An Impregnable Fortress
Constantinople had withstood many sieges and attacks over the centuries, notably by the Arabs between 674 and 678 CE and again between 717 and 718 CE. The great Bulgar Khans Krum (r. 802-814 CE) and Symeon (r. 893-927 CE) both attempted to attack the Byzantine capital, as did the Rus (descendants of Vikings based around Kiev) in 860 CE, 941 CE, and 1043 CE, but all failed. Another major siege was instigated by the usurper Thomas the Slav between 821 and 823 CE. All of these attacks were unsuccessful thanks to the city's location by the sea, its naval fleet, and the secret weapon of Greek Fire (a highly inflammable liquid), and, most importantly of all, the protection of the massive Theodosian Walls.
The city's celebrated walls were a triple row of fortifications built during the reign of Theodosius II (408-450 CE) which protected the land side of the peninsula occupied by the city. After 800 years of resisting all comers, the city's defences were finally breached by the knights of the Fourth Crusade in 1204 CE, although the attackers got in through a carelessly left-open door and not because the fortifications themselves had failed in their purpose.
The Ottoman Empire
The Ottoman Empire had begun as a small Turkish emirate founded by Osman in Eskishehir (western Asia Minor) in the late 13th century CE, but by the early 14th century CE, it had already expanded into Thrace. With their capital at Adrianople, further captures included Thessaloniki and Serbia. In 1396 CE, at Nikopolis on the Danube, an Ottoman army defeated a Crusader army.
Another Crusader army was defeated in 1444 CE at Varna near the Black Sea coast. Then the new Sultan, Mehmed II (r. 1451-1481 CE), after extensive preparations such as building, extending, and occupying fortresses along the Bosporus, notably at Rumeli Hisar and Anadolu in 1452 CE, moved to finally sweep away the Byzantines and their capital.
The Defenders
The crushing of the Crusader army at Varna in 1444 CE meant that the Byzantines were now on their own. No significant help could be expected from the West where the Popes were already unimpressed with the Byzantine's unwillingness to form a union of the Church and accept their supremacy. The Byzantines were hopelessly outnumbered in men, ships, and weapons.

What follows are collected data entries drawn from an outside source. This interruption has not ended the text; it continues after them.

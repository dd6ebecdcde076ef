use crate::auth::cipher::CipherError;
use thiserror::Error;

/// Failure codes of the OAuth credential lifecycle.
#[derive(Error, Debug)]
pub enum AuthError {
    #[error("invalid state found during redirect")]
    InvalidState,

    #[error("bad response from provider on code exchange: {0}")]
    CodeExchangeFailed(String),

    #[error("no stored token for that user")]
    NoSuchToken,

    #[error("not able to refresh oauth token: {0}")]
    RefreshFailure(String),

    #[error("token that was just created was invalid")]
    JustCreatedTokenInvalid,

    #[error("token that was just refreshed was invalid")]
    JustRefreshedTokenInvalid,

    #[error("session token did not pass validation")]
    InvalidSignature,
}

/// Application-wide error types
#[derive(Error, Debug)]
pub enum AppError {
    #[error("Configuration error: {0}")]
    Config(#[from] config::ConfigError),

    #[error("Database error: {0}")]
    Database(#[from] sqlx::Error),

    #[error("HTTP client error: {0}")]
    Http(#[from] reqwest::Error),

    #[error("Discord error: {0}")]
    Discord(#[from] serenity::Error),

    #[error("Invalid input: {0}")]
    Validation(String),

    #[error("Not found: {0}")]
    NotFound(String),

    #[error("Conflict: {0}")]
    Conflict(String),

    #[error("Decryption error: {0}")]
    Decryption(#[from] CipherError),

    #[error("Stored value could not be decoded: {0}")]
    Decode(String),

    #[error("Authentication error: {0}")]
    Auth(#[from] AuthError),

    #[error("Forbidden: {0}")]
    Forbidden(String),
}

impl AppError {
    pub fn validation<S: Into<String>>(msg: S) -> Self {
        Self::Validation(msg.into())
    }

    pub fn decode<S: Into<String>>(msg: S) -> Self {
        Self::Decode(msg.into())
    }

    /// Whether the caller should send the user back through authorization
    /// instead of showing an error.
    pub fn requires_reauth(&self) -> bool {
        matches!(self, Self::Auth(_) | Self::Decryption(_))
    }
}

/// Result type alias using AppError
pub type AppResult<T> = Result<T, AppError>;

/// Convert AppError to HTTP status codes for web responses
impl AppError {
    pub fn status_code(&self) -> axum::http::StatusCode {
        use axum::http::StatusCode;
        match self {
            Self::Config(_) => StatusCode::INTERNAL_SERVER_ERROR,
            Self::Database(_) => StatusCode::INTERNAL_SERVER_ERROR,
            Self::Http(_) => StatusCode::BAD_GATEWAY,
            Self::Discord(_) => StatusCode::BAD_GATEWAY,
            Self::Validation(_) => StatusCode::BAD_REQUEST,
            Self::NotFound(_) => StatusCode::NOT_FOUND,
            Self::Conflict(_) => StatusCode::CONFLICT,
            Self::Decryption(_) => StatusCode::INTERNAL_SERVER_ERROR,
            Self::Decode(_) => StatusCode::INTERNAL_SERVER_ERROR,
            Self::Auth(AuthError::CodeExchangeFailed(_) | AuthError::RefreshFailure(_)) => {
                StatusCode::BAD_GATEWAY
            }
            Self::Auth(_) => StatusCode::UNAUTHORIZED,
            Self::Forbidden(_) => StatusCode::FORBIDDEN,
        }
    }
}

impl axum::response::IntoResponse for AppError {
    fn into_response(self) -> axum::response::Response {
        let status = self.status_code();
        let body = serde_json::json!({
            "error": self.to_string(),
            "code": status.as_u16()
        });
        (status, axum::Json(body)).into_response()
    }
}
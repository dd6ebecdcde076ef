use crate::admission::{AdmissionCoordinator, AdmissionOutcome, AuxRole, Role};
use crate::error::{AppError, AppResult};
use poise::serenity_prelude::{
    self as serenity, ComponentInteraction, ComponentInteractionDataKind,
    CreateInteractionResponse, CreateInteractionResponseMessage,
};
use tracing::{debug, error, warn};

/// Prefix shared by every component on a pending notice
pub const CUSTOM_ID_PREFIX: &str = "admission";

/// What a pending-notice component asks for
#[derive(Debug, Clone, Copy, PartialEq, Eq)]
pub enum AdmissionAction {
    Accept,
    Ignore,
    Ban,
    SelectRole,
    SelectAuxRoles,
}

impl AdmissionAction {
    fn parts(&self) -> (&'static str, &'static str) {
        match self {
            Self::Accept => ("button", "accept"),
            Self::Ignore => ("button", "ignore"),
            Self::Ban => ("button", "ban"),
            Self::SelectRole => ("select", "role"),
            Self::SelectAuxRoles => ("select", "aux"),
        }
    }

    fn from_parts(kind: &str, action: &str) -> Option<Self> {
        match (kind, action) {
            ("button", "accept") => Some(Self::Accept),
            ("button", "ignore") => Some(Self::Ignore),
            ("button", "ban") => Some(Self::Ban),
            ("select", "role") => Some(Self::SelectRole),
            ("select", "aux") => Some(Self::SelectAuxRoles),
            _ => None,
        }
    }

    /// `admission_{button|select}_{action}_{user}`
    pub fn custom_id(&self, target: &str) -> String {
        let (kind, action) = self.parts();
        format!("{}_{}_{}_{}", CUSTOM_ID_PREFIX, kind, action, target)
    }
}

/// A parsed component custom id
#[derive(Debug, Clone, PartialEq, Eq)]
pub struct ComponentRequest {
    pub action: AdmissionAction,
    pub target: String,
}

/// Parse a custom id. `None` if it is not one of ours or is malformed.
pub fn parse_custom_id(custom_id: &str) -> Option<ComponentRequest> {
    let mut parts = custom_id.splitn(4, '_');
    if parts.next()? != CUSTOM_ID_PREFIX {
        return None;
    }
    let action = AdmissionAction::from_parts(parts.next()?, parts.next()?)?;
    let target = parts.next()?;

    match target.parse::<u64>() {
        Ok(id) if id > 0 => Some(ComponentRequest {
            action,
            target: target.to_string(),
        }),
        _ => None,
    }
}

/// Ephemeral text shown to the moderator. `None` means acknowledge silently.
pub fn outcome_reply(outcome: &AdmissionOutcome, target: &str) -> Option<String> {
    match outcome {
        AdmissionOutcome::Admitted(decision) => {
            let mut reply = format!("Admitted <@{}> as {}", target, decision.role);
            if !decision.aux_roles.is_empty() {
                let extras: Vec<_> = decision.aux_roles.iter().map(|r| r.friendly_name()).collect();
                reply.push_str(&format!(" (+ {})", extras.join(", ")));
            }
            Some(reply)
        }
        AdmissionOutcome::Kicked => Some(format!("Ignored <@{}>", target)),
        AdmissionOutcome::Banned => Some(format!("Banned <@{}>", target)),
        AdmissionOutcome::NotReady => Some("Select a role before accepting".to_string()),
        AdmissionOutcome::Departed => {
            Some("This user could not be found (did they leave?)".to_string())
        }
        AdmissionOutcome::RaceLost => None,
    }
}

fn selected_values(component: &ComponentInteraction) -> &[String] {
    match &component.data.kind {
        ComponentInteractionDataKind::StringSelect { values } => values.as_slice(),
        _ => &[],
    }
}

async fn dispatch(
    coordinator: &AdmissionCoordinator,
    request: &ComponentRequest,
    interactor: &str,
    values: &[String],
) -> AppResult<Option<String>> {
    let target = request.target.as_str();
    match request.action {
        AdmissionAction::SelectRole => {
            let raw = values
                .first()
                .ok_or_else(|| AppError::validation("no role selected"))?;
            let role = Role::from_id(raw)
                .ok_or_else(|| AppError::validation(format!("unknown role {:?}", raw)))?;
            coordinator.stage_role(target, interactor, role).await?;
            Ok(None)
        }
        AdmissionAction::SelectAuxRoles => {
            let roles = values
                .iter()
                .map(|raw| {
                    AuxRole::from_id(raw)
                        .ok_or_else(|| AppError::validation(format!("unknown aux role {:?}", raw)))
                })
                .collect::<AppResult<Vec<_>>>()?;
            coordinator.stage_aux_roles(target, interactor, &roles).await?;
            Ok(None)
        }
        AdmissionAction::Accept => {
            let outcome = coordinator.accept(target, interactor).await?;
            Ok(outcome_reply(&outcome, target))
        }
        AdmissionAction::Ignore => {
            let outcome = coordinator.ignore(target, interactor).await?;
            Ok(outcome_reply(&outcome, target))
        }
        AdmissionAction::Ban => {
            let outcome = coordinator.ban(target, interactor).await?;
            Ok(outcome_reply(&outcome, target))
        }
    }
}

/// Handle a component interaction from a pending notice
pub async fn handle_component(
    ctx: &serenity::Context,
    component: &ComponentInteraction,
    coordinator: &AdmissionCoordinator,
) {
    let Some(request) = parse_custom_id(&component.data.custom_id) else {
        debug!("Ignoring component {}", component.data.custom_id);
        return;
    };

    let interactor = component.user.id.to_string();
    let reply = match dispatch(coordinator, &request, &interactor, selected_values(component)).await
    {
        Ok(reply) => reply,
        Err(AppError::Forbidden(reason)) => {
            warn!("Refused {:?} on {}: {}", request.action, request.target, reason);
            Some("You are not allowed to do that".to_string())
        }
        Err(AppError::Validation(reason)) => Some(format!("Invalid selection: {}", reason)),
        Err(e) => {
            error!("Admission action {:?} on {} failed: {}", request.action, request.target, e);
            Some("Something went wrong, please try again".to_string())
        }
    };

    let response = match reply {
        Some(content) => CreateInteractionResponse::Message(
            CreateInteractionResponseMessage::new()
                .content(content)
                .ephemeral(true),
        ),
        None => CreateInteractionResponse::Acknowledge,
    };

    if let Err(e) = component.create_response(&ctx.http, response).await {
        error!("Failed to respond to interaction: {}", e);
    }
}
//! Shared fixtures: an in-memory database and recording fakes for the
//! OAuth provider, the identity endpoint and the guild.

#![allow(dead_code)]

use async_trait::async_trait;
use chrono::{Duration, Utc};
use gatehouse::admission::{
    AdmissionCoordinator, AdmittedUserCache, AuditEntry, Decision, GuildGateway, RoleIds,
};
use gatehouse::auth::cipher::generate_key_base64;
use gatehouse::auth::{
    AuthManager, DiscordUser, IdentityProvider, OAuthGateway, ProviderError, SecretCipher,
    SessionSigner,
};
use gatehouse::config::RolesConfig;
use gatehouse::db::{
    self, AdmissionStore, AdmittedUserStore, CredentialStore, DbPool, StateStore, TokenGrant,
};
use gatehouse::{AppError, AppResult};
use sqlx::sqlite::SqlitePoolOptions;
use std::collections::HashSet;
use std::sync::atomic::{AtomicBool, AtomicUsize, Ordering};
use std::sync::{Arc, Mutex};

pub const SESSION_SECRET: &[u8] = b"integration-test-session-secret";
pub const USER_ID: &str = "80351110224678912";

pub async fn test_pool() -> DbPool {
    let pool = SqlitePoolOptions::new()
        .max_connections(1)
        .connect("sqlite::memory:")
        .await
        .unwrap();
    db::init_db(&pool).await.unwrap();
    pool
}

pub fn test_cipher() -> Arc<SecretCipher> {
    Arc::new(SecretCipher::from_base64(&generate_key_base64()).unwrap())
}

pub fn grant(access: &str, refresh: &str, expires_in: Duration) -> TokenGrant {
    TokenGrant {
        access_token: access.to_string(),
        refresh_token: refresh.to_string(),
        expires_at: Utc::now() + expires_in,
    }
}

/// OAuth provider that mints numbered tokens and records revocations
#[derive(Default)]
pub struct FakeOAuth {
    issued: AtomicUsize,
    pub exchange_calls: AtomicUsize,
    pub refresh_calls: AtomicUsize,
    pub fail_exchange: AtomicBool,
    pub fail_refresh: AtomicBool,
    pub revoked: Mutex<Vec<String>>,
}

impl FakeOAuth {
    fn next_grant(&self) -> TokenGrant {
        let n = self.issued.fetch_add(1, Ordering::SeqCst) + 1;
        grant(
            &format!("access-{}", n),
            &format!("refresh-{}", n),
            Duration::hours(1),
        )
    }

    pub fn revoked(&self) -> Vec<String> {
        self.revoked.lock().unwrap().clone()
    }
}

#[async_trait]
impl OAuthGateway for FakeOAuth {
    fn authorize_url(&self, state: &str) -> String {
        format!("https://auth.example/authorize?state={}", state)
    }

    async fn exchange_code(&self, _code: &str) -> Result<TokenGrant, ProviderError> {
        self.exchange_calls.fetch_add(1, Ordering::SeqCst);
        if self.fail_exchange.load(Ordering::SeqCst) {
            return Err(ProviderError("invalid_grant".to_string()));
        }
        Ok(self.next_grant())
    }

    async fn refresh_token(&self, _refresh_token: &str) -> Result<TokenGrant, ProviderError> {
        self.refresh_calls.fetch_add(1, Ordering::SeqCst);
        if self.fail_refresh.load(Ordering::SeqCst) {
            return Err(ProviderError("invalid_grant".to_string()));
        }
        Ok(self.next_grant())
    }

    async fn revoke_token(&self, access_token: &str) {
        self.revoked.lock().unwrap().push(access_token.to_string());
    }
}

/// Identity endpoint that accepts every token unless told otherwise
pub struct FakeIdentity {
    pub user: DiscordUser,
    pub reject_all: AtomicBool,
    pub rejected: Mutex<HashSet<String>>,
    pub calls: AtomicUsize,
}

impl FakeIdentity {
    pub fn new(user_id: &str) -> Self {
        Self {
            user: DiscordUser {
                id: user_id.to_string(),
                username: "ferris".to_string(),
                global_name: Some("Ferris".to_string()),
                discriminator: Some("0".to_string()),
            },
            reject_all: AtomicBool::new(false),
            rejected: Mutex::new(HashSet::new()),
            calls: AtomicUsize::new(0),
        }
    }

    pub fn reject(&self, token: &str) {
        self.rejected.lock().unwrap().insert(token.to_string());
    }
}

#[async_trait]
impl IdentityProvider for FakeIdentity {
    async fn resolve(&self, access_token: &str) -> Option<DiscordUser> {
        self.calls.fetch_add(1, Ordering::SeqCst);
        if self.reject_all.load(Ordering::SeqCst)
            || self.rejected.lock().unwrap().contains(access_token)
        {
            return None;
        }
        Some(self.user.clone())
    }
}

/// Guild that records every side effect as a string. Membership checks
/// are not recorded.
#[derive(Default)]
pub struct FakeGuild {
    announced: AtomicUsize,
    pub calls: Mutex<Vec<String>>,
    pub departed: Mutex<HashSet<String>>,
    pub fail_add_role: AtomicBool,
}

impl FakeGuild {
    pub fn depart(&self, user_id: &str) {
        self.departed.lock().unwrap().insert(user_id.to_string());
    }

    fn record(&self, call: String) {
        self.calls.lock().unwrap().push(call);
    }

    pub fn calls(&self) -> Vec<String> {
        self.calls.lock().unwrap().clone()
    }

    pub fn count(&self, prefix: &str) -> usize {
        self.calls().iter().filter(|c| c.starts_with(prefix)).count()
    }
}

#[async_trait]
impl GuildGateway for FakeGuild {
    async fn is_member(&self, user_id: &str) -> AppResult<bool> {
        Ok(!self.departed.lock().unwrap().contains(user_id))
    }

    async fn add_role(&self, user_id: &str, role_id: &str) -> AppResult<()> {
        if self.fail_add_role.load(Ordering::SeqCst) {
            return Err(AppError::NotFound("Unknown Member".to_string()));
        }
        self.record(format!("add_role:{}:{}", user_id, role_id));
        Ok(())
    }

    async fn ban_user(&self, user_id: &str, _reason: &str) -> AppResult<()> {
        self.record(format!("ban:{}", user_id));
        Ok(())
    }

    async fn kick_user(&self, user_id: &str, _reason: &str) -> AppResult<()> {
        self.record(format!("kick:{}", user_id));
        Ok(())
    }

    async fn join_guild(&self, user_id: &str, _access_token: &str) -> AppResult<()> {
        self.record(format!("join:{}", user_id));
        Ok(())
    }

    async fn announce_pending(&self, user: &DiscordUser) -> AppResult<String> {
        let n = self.announced.fetch_add(1, Ordering::SeqCst) + 1;
        self.record(format!("announce:{}", user.id));
        Ok(format!("{}", 9000 + n))
    }

    async fn retract_announcement(&self, message_id: &str) -> AppResult<()> {
        self.record(format!("retract:{}", message_id));
        Ok(())
    }

    async fn announce_decision(&self, entry: &AuditEntry) -> AppResult<()> {
        let kind = match entry.decision {
            Decision::Admitted { .. } => "admitted",
            Decision::Banned => "banned",
        };
        self.record(format!("audit:{}:{}:{}", kind, entry.target, entry.actor));
        Ok(())
    }
}

/// Auth manager wired to fakes, plus handles for inspecting them
pub struct AuthHarness {
    pub pool: DbPool,
    pub cipher: Arc<SecretCipher>,
    pub oauth: Arc<FakeOAuth>,
    pub identity: Arc<FakeIdentity>,
    pub auth: Arc<AuthManager>,
}

impl AuthHarness {
    pub async fn new() -> Self {
        let pool = test_pool().await;
        let cipher = test_cipher();
        let oauth = Arc::new(FakeOAuth::default());
        let identity = Arc::new(FakeIdentity::new(USER_ID));

        let auth = Arc::new(AuthManager::new(
            SessionSigner::new(SESSION_SECRET, Duration::hours(1)),
            StateStore::new(pool.clone()),
            CredentialStore::new(pool.clone(), cipher.clone()),
            oauth.clone(),
            identity.clone(),
            180,
        ));

        Self {
            pool,
            cipher,
            oauth,
            identity,
            auth,
        }
    }

    /// A second handle on the credential table, sharing the key
    pub fn credentials(&self) -> CredentialStore {
        CredentialStore::new(self.pool.clone(), self.cipher.clone())
    }

    /// Run authorisation and return the state embedded in the provider URL
    pub async fn start_authorisation(&self) -> String {
        let url = self.auth.init_authorisation().await.unwrap();
        url.split("state=").nth(1).unwrap().to_string()
    }
}

pub fn roles_config() -> RolesConfig {
    RolesConfig {
        guest: "1010".to_string(),
        member: "1020".to_string(),
        moderator: "1030".to_string(),
        irl: "1040".to_string(),
        work: "1050".to_string(),
    }
}

pub const OWNER_ID: &str = "1";

/// Coordinator wired to a recording guild
pub struct AdmissionHarness {
    pub pool: DbPool,
    pub guild: Arc<FakeGuild>,
    pub coordinator: Arc<AdmissionCoordinator>,
}

impl AdmissionHarness {
    pub async fn with_pool(pool: DbPool) -> Self {
        let guild = Arc::new(FakeGuild::default());
        let admitted = Arc::new(AdmittedUserCache::new(
            AdmittedUserStore::new(pool.clone()),
            Some(OWNER_ID.to_string()),
            300,
            100,
        ));
        let coordinator = Arc::new(AdmissionCoordinator::new(
            AdmissionStore::new(pool.clone()),
            guild.clone(),
            admitted,
            RoleIds::from(&roles_config()),
        ));

        Self {
            pool,
            guild,
            coordinator,
        }
    }

    pub async fn new() -> Self {
        Self::with_pool(test_pool().await).await
    }
}

pub fn discord_user(id: &str) -> DiscordUser {
    DiscordUser {
        id: id.to_string(),
        username: format!("user{}", id),
        global_name: None,
        discriminator: Some("0".to_string()),
    }
}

There were also ominous tales of impending doom: prophesies that proclaimed the fall of Constantinople when the emperor was called Constantine and there was an eclipse of the moon - which there was in the days before the siege of 1453 CE.
The Attackers
Mehmed II had one thing that previous besiegers of Constantinople had lacked: cannons. These fearsome weapons were put to good use in November 1452 CE when a Venetian ship, disobeying a ban on traffic, was blown out of the water as it sailed down the Bosphorus.
The Ottoman army numbered 200,000 men, but modern historians prefer a more realistic figure of 60-80,000. When the army assembled at the city walls of Constantinople on 2 April 1453 CE, the Byzantines got their first glimpse of Mehmed's cannons. The largest was 9 metres long with a gaping mouth one metre across. Already tested, it could fire a ball weighing 500 kilos over 1.5 km. So mammoth was this cannon that it took an awfully long time to load and cool it so that it could only be fired seven times a day. Still, the Ottomans had plenty of smaller cannon, each capable of firing over 100 times a day.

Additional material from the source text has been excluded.